Messaging Architects M+ Guardian

Synopsis

NMAP is a powerful tool that will allow you to scan IPs, Hosts and Ports to see if they are open and listening. ZenMap is the GUI interfaced Windows version. This article will explain how to use ZenMap and will go over some of it's benefits.

In short, this utility can be useful for diagnosing rogue spam or viruses that may make it into your email system leaving you to believe that it circumvented M+ Guardian. Such may not be the case, as you may have another server listening on port 25 for incoming email that has access to the internet.

Solution

First step is to download the ZenMap Windows package. It can be found at the following website:

http://www.nmap.org

Scroll down until you see the section titled "Windows (NT/ME/2K/XP/Vista) binaries" and click on the link to download. Note that the link is somewhat hard to find.. here is a screenshot to help:





After you have it downloaded, run the executable and install everything. Once installed, there will be a shortcut to run it within your start menu under NMAP > ZenMap. Run the application and you should see an interface like so:



The area outlined in RED is the one we want to focus on. This is where we will put our command line for nmap. A simple scan contains the following parameters:

So, in the following example we use:

Here is an explanation of the switches and what they do:

-v = verbose mode. Displays more information than a standard output
-PN = Assume host is up without running a PING check first. Normally NMAP will PING the host you specify first to make sure they are running. This switch simply bypasses that. This is useful if ICMP packets are being blocked so the system wont respond to a PING.
-p = port to scan on. You can specify multiples with a comma separating them and also ranges if needed.
(ip or host) = the IP or Hostname you want to scan ports on. This can also be an IP range such as 24.10.162.0/24 (denoted with CIDR notation)

We are going to focus on port 25 (SMTP) to see if this particular IP (24.10.162.8) is listening on port 25. Here's the results:



As you can see, port 25 shows as "Filtered" for whatever reason. Now lets run the scan again with an IP that we know is listening on port 25:



We can now see that the state is "Open" instead of "Filtered." Why? Because this is my M+ Guardian VM that is up and listening on port 25. You can perform the same test with any of your public IP addresses that are NATted to M+.

Why would this be useful? Well for one, it shows if a host is listening on a port or not. If you see an open port, you can then initiate a telnet connection test to that IP/Host on port 25 and verify that it is in fact listening. Why else? Simply because if you have more than one IP address listening on port 25 and that server has access to the outside world (such as a public IP assigned or natted to it) then that server can receive email from the internet.

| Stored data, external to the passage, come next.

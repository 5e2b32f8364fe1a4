//! WAL → graph sync worker
//!
//! A single consumer drains the fact log into the graph store. It is the
//! only component that moves WAL records between states. Graph writes are
//! upserts keyed by each record's idempotency key, so replaying a record
//! whose acknowledgement was lost leaves the graph unchanged.

use chrono::Utc;
use serde::{Deserialize, Serialize};
use std::sync::Arc;
use std::time::Duration;
use tokio::sync::mpsc;
use tokio::task::JoinHandle;
use tokio_util::sync::CancellationToken;
use tracing::{debug, info, warn};

use crate::config::SyncConfig;
use crate::domain::knowledge::GraphStore;
use crate::error::{Error, Result};

use super::circuit_breaker::{CircuitBreaker, CircuitBreakerConfig, CircuitStateKind, Permit};
use super::retry::{RetryPolicy, WriteOutcome};
use super::wal::{FactLog, WalRecord, WalState};

/// Commands accepted by a running worker
#[derive(Debug, Clone, Copy, PartialEq, Eq)]
pub enum WorkerCommand {
    /// New records were appended; drain now instead of at the next tick
    Wake,
    Shutdown,
}

/// What one drain pass did
#[derive(Debug, Clone, Default, PartialEq, Eq, Serialize, Deserialize)]
pub struct DrainReport {
    /// Records dispatched to the graph store
    pub dispatched: usize,
    pub committed: usize,
    /// Committed records whose effect was already in the graph
    pub already_applied: usize,
    pub failed: usize,
    pub dead_lettered: usize,
    /// Ready records left untouched because the circuit was open
    pub deferred: usize,
}

impl DrainReport {
    /// Whether the pass did anything at all
    pub fn is_idle(&self) -> bool {
        self.dispatched == 0 && self.dead_lettered == 0
    }
}

/// Drains the fact log into the graph store
pub struct SyncWorker {
    log: FactLog,
    store: Arc<dyn GraphStore>,
    breaker: CircuitBreaker,
    policy: RetryPolicy,
    batch_size: usize,
    poll_interval: Duration,
}

impl SyncWorker {
    pub fn new(log: FactLog, store: Arc<dyn GraphStore>, config: &SyncConfig) -> Self {
        Self {
            log,
            store,
            breaker: CircuitBreaker::new(CircuitBreakerConfig::new(
                config.failure_threshold,
                config.cooldown(),
            )),
            policy: RetryPolicy::from_config(config),
            batch_size: config.batch_size.max(1),
            poll_interval: config.poll_interval(),
        }
    }

    pub fn breaker(&self) -> &CircuitBreaker {
        &self.breaker
    }

    pub fn breaker_state(&self) -> CircuitStateKind {
        self.breaker.state()
    }

    /// Process at most one batch of ready records
    ///
    /// Errors from the graph store are absorbed into record state and the
    /// breaker; only fact-log errors are returned.
    pub async fn drain_once(&mut self) -> Result<DrainReport> {
        let ready = self.log.scan_ready(self.batch_size, Utc::now()).await?;
        let mut report = DrainReport::default();

        for (index, record) in ready.iter().enumerate() {
            if record.state == WalState::Failed && self.policy.is_exhausted(record.attempt_count) {
                self.dead_letter(record).await?;
                report.dead_lettered += 1;
                continue;
            }

            let permit = self.breaker.try_acquire();
            if permit == Permit::Rejected {
                report.deferred = ready.len() - index;
                debug!(deferred = report.deferred, "Circuit open; leaving records queued");
                break;
            }

            report.dispatched += 1;
            self.dispatch(record, permit, &mut report).await?;
        }

        if !report.is_idle() {
            info!(
                dispatched = report.dispatched,
                committed = report.committed,
                already_applied = report.already_applied,
                failed = report.failed,
                dead_lettered = report.dead_lettered,
                deferred = report.deferred,
                breaker = ?self.breaker.state(),
                "WAL drain pass complete"
            );
        }
        Ok(report)
    }

    async fn dispatch(&mut self, record: &WalRecord, permit: Permit, report: &mut DrainReport) -> Result<()> {
        let writing = self.log.transition(&record.record_id, WalState::Writing).await?;

        match self
            .store
            .apply_learning_event(&record.payload, &record.idempotency_key)
            .await
        {
            Ok(applied) => {
                self.breaker.record_success();
                self.log.transition(&record.record_id, WalState::Committed).await?;
                report.committed += 1;
                if !applied {
                    report.already_applied += 1;
                }
                debug!(
                    record_id = %record.record_id,
                    attempt = writing.attempt_count,
                    probe = permit == Permit::Probe,
                    applied,
                    "WAL record committed"
                );
            }
            Err(e) => {
                if e.is_store_failure() {
                    self.breaker.record_failure();
                } else {
                    // The store answered; only the record is bad
                    self.breaker.record_success();
                }
                let next = self
                    .policy
                    .next_state(writing.attempt_count, WriteOutcome::Failed, Utc::now());
                self.log
                    .fail(&record.record_id, &e.to_string(), next.next_attempt_at)
                    .await?;
                report.failed += 1;
                warn!(
                    record_id = %record.record_id,
                    attempt = writing.attempt_count,
                    error = %e,
                    "Graph write failed"
                );

                if next.state == WalState::DeadLetter {
                    let failed = WalRecord {
                        state: WalState::Failed,
                        ..writing
                    };
                    self.dead_letter(&failed).await?;
                    report.dead_lettered += 1;
                }
            }
        }
        Ok(())
    }

    async fn dead_letter(&self, record: &WalRecord) -> Result<()> {
        self.log
            .transition(&record.record_id, WalState::DeadLetter)
            .await?;
        let exhausted = Error::RecordExhausted {
            record_id: record.record_id.clone(),
            attempts: record.attempt_count,
        };
        warn!(
            record_id = %record.record_id,
            attempts = record.attempt_count,
            code = exhausted.code(),
            "{}",
            exhausted
        );
        Ok(())
    }

    /// Drain until a pass finds nothing dispatchable
    pub async fn drain_all(&mut self) -> Result<DrainReport> {
        let mut total = DrainReport::default();
        loop {
            let pass = self.drain_once().await?;
            total.dispatched += pass.dispatched;
            total.committed += pass.committed;
            total.already_applied += pass.already_applied;
            total.failed += pass.failed;
            total.dead_lettered += pass.dead_lettered;
            total.deferred = pass.deferred;

            if pass.is_idle() || pass.deferred > 0 || pass.failed > 0 {
                return Ok(total);
            }
        }
    }

    /// Run the worker as a background task
    ///
    /// Recovers interrupted records first, then drains on every `Wake`
    /// command and on each poll tick until shut down or cancelled.
    pub fn spawn(mut self, cancel: CancellationToken) -> SyncWorkerHandle {
        let (tx, mut rx) = mpsc::channel(64);
        let token = cancel.clone();

        let join = tokio::spawn(async move {
            if let Err(e) = self.log.recover().await {
                warn!(error = %e, "Fact log recovery failed");
            }

            let mut ticker = tokio::time::interval(self.poll_interval);
            ticker.set_missed_tick_behavior(tokio::time::MissedTickBehavior::Delay);

            loop {
                tokio::select! {
                    _ = token.cancelled() => break,
                    command = rx.recv() => match command {
                        Some(WorkerCommand::Wake) => {}
                        Some(WorkerCommand::Shutdown) | None => break,
                    },
                    _ = ticker.tick() => {}
                }

                if let Err(e) = self.drain_all().await {
                    warn!(error = %e, "WAL drain failed");
                }
            }

            info!("Sync worker stopped");
        });

        SyncWorkerHandle { tx, cancel, join }
    }
}

/// Cloneable way to nudge a running worker
#[derive(Debug, Clone)]
pub struct SyncWaker {
    tx: mpsc::Sender<WorkerCommand>,
}

impl SyncWaker {
    /// Ask the worker to drain soon; never blocks
    pub fn wake(&self) {
        // A full channel already holds a pending wake
        let _ = self.tx.try_send(WorkerCommand::Wake);
    }
}

/// Control handle for a spawned worker
pub struct SyncWorkerHandle {
    tx: mpsc::Sender<WorkerCommand>,
    cancel: CancellationToken,
    join: JoinHandle<()>,
}

impl SyncWorkerHandle {
    pub fn wake(&self) {
        let _ = self.tx.try_send(WorkerCommand::Wake);
    }

    pub fn waker(&self) -> SyncWaker {
        SyncWaker {
            tx: self.tx.clone(),
        }
    }

    /// Stop the worker and wait for it to exit
    pub async fn shutdown(self) -> Result<()> {
        if self.tx.send(WorkerCommand::Shutdown).await.is_err() {
            self.cancel.cancel();
        }
        self.join
            .await
            .map_err(|e| Error::Other(format!("Sync worker panicked: {}", e)))
    }
}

I've drawn up a diagram to help explain below:



In short, If your backend email server (Exchange, Groupwise GWIA, etc.) has a Public or Natted IP and is accessible from the internet, SPAMMERS CAN AND WILL HARVEST THAT IP/HOSTNAME. More than likely they will attempt to send spam, viruses or any number of other things through that server.

In other words, this circumvents M+ Guardian's protection. If there is more than 1 way into your email system then we CANNOT be held 100% accountable for spam that gets through.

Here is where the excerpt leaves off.